There is strong evidence suggesting that chronically low blood pressure is accompanied by diminished cognitive performance, primarily involving attention and memory [26, 29, 38]. Recent research has provided an insight into the psychophysiological mechanisms of action underlying these deficits: EEG studies have demonstrated that the weaker cognitive performance is associated with reduced cortical activity [22, 29, 47]. Furthermore, deficient regulation of cerebral blood flow must be assumed in hypotension. In addition to diminished tonic brain perfusion, reduced adjustment of brain perfusion to cognitive demands was documented . It stands to reason that, as a consequence of this situation, a diminished metabolic supply of the brain tissue accounts for the cognitive deficits.

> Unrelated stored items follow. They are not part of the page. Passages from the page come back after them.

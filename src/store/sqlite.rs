//! Durable local portfolio store (sqlite)
//!
//! Documents are stored as one JSON column per row; a partial save is a
//! read-merge-write inside a transaction so concurrent writers on other
//! connections can't interleave half a patch.

use std::path::Path;
use std::sync::Arc;

use async_trait::async_trait;
use chrono::Utc;
use parking_lot::Mutex;
use rusqlite::{params, Connection, OptionalExtension};
use uuid::Uuid;

use crate::model::{DocumentId, DocumentPatch, PortfolioDocument};

use super::{PortfolioStore, StoreError};

/// Sqlite-backed document store
#[derive(Clone)]
pub struct SqliteStore {
    conn: Arc<Mutex<Connection>>,
}

impl SqliteStore {
    /// Open (or create) the database at the given path
    pub fn open(path: impl AsRef<Path>) -> Result<Self, StoreError> {
        let conn = Connection::open(path)?;
        Self::from_connection(conn)
    }

    /// Open an in-memory database, mostly for tests
    pub fn open_in_memory() -> Result<Self, StoreError> {
        Self::from_connection(Connection::open_in_memory()?)
    }

    fn from_connection(conn: Connection) -> Result<Self, StoreError> {
        conn.execute_batch(
            "CREATE TABLE IF NOT EXISTS portfolios (
                id TEXT PRIMARY KEY,
                owner_id TEXT NOT NULL,
                status TEXT NOT NULL,
                document TEXT NOT NULL,
                updated_at TEXT NOT NULL
            );
            CREATE INDEX IF NOT EXISTS idx_portfolios_owner
                ON portfolios(owner_id, updated_at DESC);",
        )?;
        Ok(Self {
            conn: Arc::new(Mutex::new(conn)),
        })
    }

    /// Insert a new document row
    pub fn create(&self, doc: &PortfolioDocument) -> Result<(), StoreError> {
        let conn = self.conn.lock();
        conn.execute(
            "INSERT INTO portfolios (id, owner_id, status, document, updated_at)
             VALUES (?1, ?2, ?3, ?4, ?5)",
            params![
                doc.id.to_string(),
                doc.owner_id.to_string(),
                doc.status.as_str(),
                serde_json::to_string(doc)?,
                doc.updated_at.to_rfc3339(),
            ],
        )?;
        Ok(())
    }

    /// All documents owned by a user, most recently updated first
    pub fn list_for_owner(&self, owner_id: Uuid) -> Result<Vec<PortfolioDocument>, StoreError> {
        let conn = self.conn.lock();
        let mut stmt = conn.prepare(
            "SELECT document FROM portfolios WHERE owner_id = ?1 ORDER BY updated_at DESC",
        )?;
        let rows = stmt.query_map(params![owner_id.to_string()], |row| {
            row.get::<_, String>(0)
        })?;

        let mut docs = Vec::new();
        for row in rows {
            docs.push(serde_json::from_str(&row?)?);
        }
        Ok(docs)
    }

    fn load_sync(&self, id: DocumentId) -> Result<PortfolioDocument, StoreError> {
        let conn = self.conn.lock();
        let json: Option<String> = conn
            .query_row(
                "SELECT document FROM portfolios WHERE id = ?1",
                params![id.to_string()],
                |row| row.get(0),
            )
            .optional()?;
        let json = json.ok_or(StoreError::NotFound(id))?;
        Ok(serde_json::from_str(&json)?)
    }
}

#[async_trait]
impl PortfolioStore for SqliteStore {
    async fn load(&self, id: DocumentId) -> Result<PortfolioDocument, StoreError> {
        self.load_sync(id)
    }

    async fn save(
        &self,
        id: DocumentId,
        patch: DocumentPatch,
    ) -> Result<PortfolioDocument, StoreError> {
        let mut conn = self.conn.lock();
        let tx = conn.transaction()?;

        let json: Option<String> = tx
            .query_row(
                "SELECT document FROM portfolios WHERE id = ?1",
                params![id.to_string()],
                |row| row.get(0),
            )
            .optional()?;
        let json = json.ok_or(StoreError::NotFound(id))?;

        let mut doc: PortfolioDocument = serde_json::from_str(&json)?;
        patch.merge_into(&mut doc);
        doc.updated_at = Utc::now();

        tx.execute(
            "UPDATE portfolios
             SET status = ?2, document = ?3, updated_at = ?4
             WHERE id = ?1",
            params![
                id.to_string(),
                doc.status.as_str(),
                serde_json::to_string(&doc)?,
                doc.updated_at.to_rfc3339(),
            ],
        )?;
        tx.commit()?;
        Ok(doc)
    }

    async fn delete(&self, id: DocumentId) -> Result<(), StoreError> {
        let conn = self.conn.lock();
        let changed = conn.execute(
            "DELETE FROM portfolios WHERE id = ?1",
            params![id.to_string()],
        )?;
        if changed == 0 {
            return Err(StoreError::NotFound(id));
        }
        Ok(())
    }
}

#[cfg(test)]
mod tests {
    use super::*;
    use crate::model::FieldEdit;
    use tempfile::tempdir;

    fn seeded_store() -> (SqliteStore, PortfolioDocument) {
        let store = SqliteStore::open_in_memory().unwrap();
        let mut doc = PortfolioDocument::new(Uuid::new_v4());
        doc.name = "Ada".to_string();
        doc.title = "Dev".to_string();
        store.create(&doc).unwrap();
        (store, doc)
    }

    #[tokio::test]
    async fn test_create_and_load() {
        let (store, doc) = seeded_store();
        let loaded = store.load(doc.id).await.unwrap();
        assert_eq!(loaded.name, "Ada");
        assert_eq!(loaded.id, doc.id);
    }

    #[tokio::test]
    async fn test_partial_save_merges_over_row() {
        let (store, doc) = seeded_store();
        let saved = store
            .save(doc.id, FieldEdit::Title("Developer".into()).into_patch())
            .await
            .unwrap();
        assert_eq!(saved.title, "Developer");
        assert_eq!(saved.name, "Ada");
        assert!(saved.updated_at >= doc.updated_at);

        let reloaded = store.load(doc.id).await.unwrap();
        assert_eq!(reloaded.title, "Developer");
    }

    #[tokio::test]
    async fn test_save_missing_is_not_found() {
        let store = SqliteStore::open_in_memory().unwrap();
        let err = store
            .save(DocumentId::new(), DocumentPatch::default())
            .await
            .unwrap_err();
        assert!(matches!(err, StoreError::NotFound(_)));
    }

    #[tokio::test]
    async fn test_delete() {
        let (store, doc) = seeded_store();
        store.delete(doc.id).await.unwrap();
        assert!(matches!(
            store.load(doc.id).await,
            Err(StoreError::NotFound(_))
        ));
    }

    #[tokio::test]
    async fn test_list_for_owner_orders_by_update() {
        let dir = tempdir().unwrap();
        let store = SqliteStore::open(dir.path().join("portfolios.db")).unwrap();
        let owner = Uuid::new_v4();

        let first = PortfolioDocument::new(owner);
        let second = PortfolioDocument::new(owner);
        store.create(&first).unwrap();
        store.create(&second).unwrap();
        store.create(&PortfolioDocument::new(Uuid::new_v4())).unwrap();

        store
            .save(first.id, FieldEdit::Name("Updated".into()).into_patch())
            .await
            .unwrap();

        let docs = store.list_for_owner(owner).unwrap();
        assert_eq!(docs.len(), 2);
        assert_eq!(docs[0].id, first.id);
    }
}
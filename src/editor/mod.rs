//! Editor core: session state, undo/redo history, auto-save
//!
//! The control flow is: UI edit → session document mutated → history
//! snapshot recorded → auto-save coordinator schedules a persistence call →
//! store acknowledges or fails → dirty flag updated. All session operations
//! are synchronous; the only suspension point is the store boundary.

mod autosave;
pub mod events;
pub mod history;
pub mod session;

pub use events::EditorEvent;
pub use history::{EditHistory, HistoryEntry, HISTORY_CAP};
pub use session::{AuthSession, Editor, EditorSession};
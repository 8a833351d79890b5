//! Bounded linear undo/redo history
//!
//! A cursor-indexed log of document snapshots with standard linear-undo
//! semantics: pushing after an undo discards the redo branch, and the log is
//! capped with FIFO eviction. Snapshots are owned `DocumentPatch` values
//! (deep copies, never references into the live document), so later edits
//! cannot rewrite historical entries.
//!
//! Out-of-range undo/redo calls are identity no-ops (they return `None` and
//! leave the log untouched) rather than errors, so UI code can spam them
//! safely. This type never touches the session's dirty flag; that belongs to
//! the auto-save path.

use chrono::{DateTime, Utc};

use crate::model::DocumentPatch;

/// Maximum number of retained history entries; oldest evicted first.
pub const HISTORY_CAP: usize = 50;

/// One immutable snapshot in the undo/redo log
#[derive(Debug, Clone)]
pub struct HistoryEntry {
    /// When the snapshot was recorded
    pub timestamp: DateTime<Utc>,
    /// Human-readable action label, for diagnostics and UI only
    pub action: String,
    /// Deep copy of the document fields captured at this point
    pub snapshot: DocumentPatch,
}

/// Bounded undo/redo log over document snapshots
#[derive(Debug, Clone, Default)]
pub struct EditHistory {
    entries: Vec<HistoryEntry>,
    /// Index of the active entry; `None` until the first push
    cursor: Option<usize>,
}

impl EditHistory {
    pub fn new() -> Self {
        Self::default()
    }

    /// Number of retained entries
    pub fn len(&self) -> usize {
        self.entries.len()
    }

    pub fn is_empty(&self) -> bool {
        self.entries.is_empty()
    }

    /// Index of the active entry, if any
    pub fn cursor(&self) -> Option<usize> {
        self.cursor
    }

    /// Retained entries, oldest first
    pub fn entries(&self) -> &[HistoryEntry] {
        &self.entries
    }

    /// The entry at index 0 is the floor and is never itself undoable past
    pub fn can_undo(&self) -> bool {
        matches!(self.cursor, Some(c) if c > 0)
    }

    pub fn can_redo(&self) -> bool {
        matches!(self.cursor, Some(c) if c + 1 < self.entries.len())
    }

    /// Record a snapshot: discard the redo branch, append, advance the
    /// cursor, and evict from the front when over [`HISTORY_CAP`].
    pub fn push(&mut self, action: impl Into<String>, snapshot: DocumentPatch) {
        match self.cursor {
            Some(c) => self.entries.truncate(c + 1),
            None => self.entries.clear(),
        }
        self.entries.push(HistoryEntry {
            timestamp: Utc::now(),
            action: action.into(),
            snapshot,
        });
        if self.entries.len() > HISTORY_CAP {
            let excess = self.entries.len() - HISTORY_CAP;
            self.entries.drain(0..excess);
        }
        // Cursor lands on the entry just pushed, even after eviction.
        self.cursor = Some(self.entries.len() - 1);
    }

    /// Step the cursor back one entry and return the snapshot to apply.
    ///
    /// Returns `None` (and changes nothing) when already at the floor or the
    /// log is empty.
    pub fn undo(&mut self) -> Option<&DocumentPatch> {
        match self.cursor {
            Some(c) if c > 0 => {
                self.cursor = Some(c - 1);
                Some(&self.entries[c - 1].snapshot)
            }
            _ => None,
        }
    }

    /// Step the cursor forward one entry and return the snapshot to apply.
    ///
    /// Returns `None` (and changes nothing) when already at the newest entry.
    pub fn redo(&mut self) -> Option<&DocumentPatch> {
        match self.cursor {
            Some(c) if c + 1 < self.entries.len() => {
                self.cursor = Some(c + 1);
                Some(&self.entries[c + 1].snapshot)
            }
            _ => None,
        }
    }

    /// Drop all entries, e.g. when a different document is loaded
    pub fn clear(&mut self) {
        self.entries.clear();
        self.cursor = None;
    }
}
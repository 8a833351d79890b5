//! Persistence collaborator boundary
//!
//! The editor core treats persistence as an opaque document-by-id store
//! behind the [`PortfolioStore`] trait. Errors are a flat taxonomy with no
//! partial-failure semantics: the whole save failed or it didn't.

pub mod memory;
pub mod sqlite;

use async_trait::async_trait;
use thiserror::Error;

use crate::model::{DocumentId, DocumentPatch, PortfolioDocument};

/// Error type for persistence operations
#[derive(Debug, Clone, Error)]
pub enum StoreError {
    #[error("document not found: {0}")]
    NotFound(DocumentId),
    #[error("network error: {0}")]
    Network(String),
    #[error("authentication failed: {0}")]
    Auth(String),
    #[error("server error: {0}")]
    Server(String),
    #[error("storage error: {0}")]
    Storage(String),
}

impl From<rusqlite::Error> for StoreError {
    fn from(e: rusqlite::Error) -> Self {
        StoreError::Storage(e.to_string())
    }
}

impl From<serde_json::Error> for StoreError {
    fn from(e: serde_json::Error) -> Self {
        StoreError::Storage(e.to_string())
    }
}

/// Opaque document-by-id persistence collaborator
#[async_trait]
pub trait PortfolioStore: Send + Sync {
    /// Fetch the full document
    async fn load(&self, id: DocumentId) -> Result<PortfolioDocument, StoreError>;

    /// Persist the given fields and return the stored document.
    ///
    /// Absent patch fields are left as persisted; there is no way to save a
    /// partial failure: the call either lands entirely or not at all.
    async fn save(
        &self,
        id: DocumentId,
        patch: DocumentPatch,
    ) -> Result<PortfolioDocument, StoreError>;

    /// Remove the document
    async fn delete(&self, id: DocumentId) -> Result<(), StoreError>;
}

pub use memory::MemoryStore;
pub use sqlite::SqliteStore;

The cognitive deficits can widely affect the every day life of hypotensive persons, and more attention should therefore be allocated to this topic within basic and clinical research, as well as in clinical practice [1, 17]. This finally leads to the issue of the treatment of hypotension. Empirical knowledge concerning the effectiveness of antihypotensive therapy continues to be scant. A variety of treatment strategies such as physical training, increase of liquid intake and pharmacological measures have been suggested . In two clinical trials the administration of sympathomimetics was found to result in a reduction of subjective hypotensive symptoms [20, 21]. Recent data of our own group suggest that cognitive performance may also be enhanced by pharmacological blood pressure elevation . Based on a placebo controlled design, the vasopressor agent midodrine was shown to raise cerebral blood perfusion as well as performance on a test assessing selective attention  in hypotensive subjects, defined according to the WHO . The results of these pioneering studies are promising. Further research would appear worthwhile and should aim to establish precise guidelines which enable chronic hypotension to be efficiently and effectively dealt with in practice.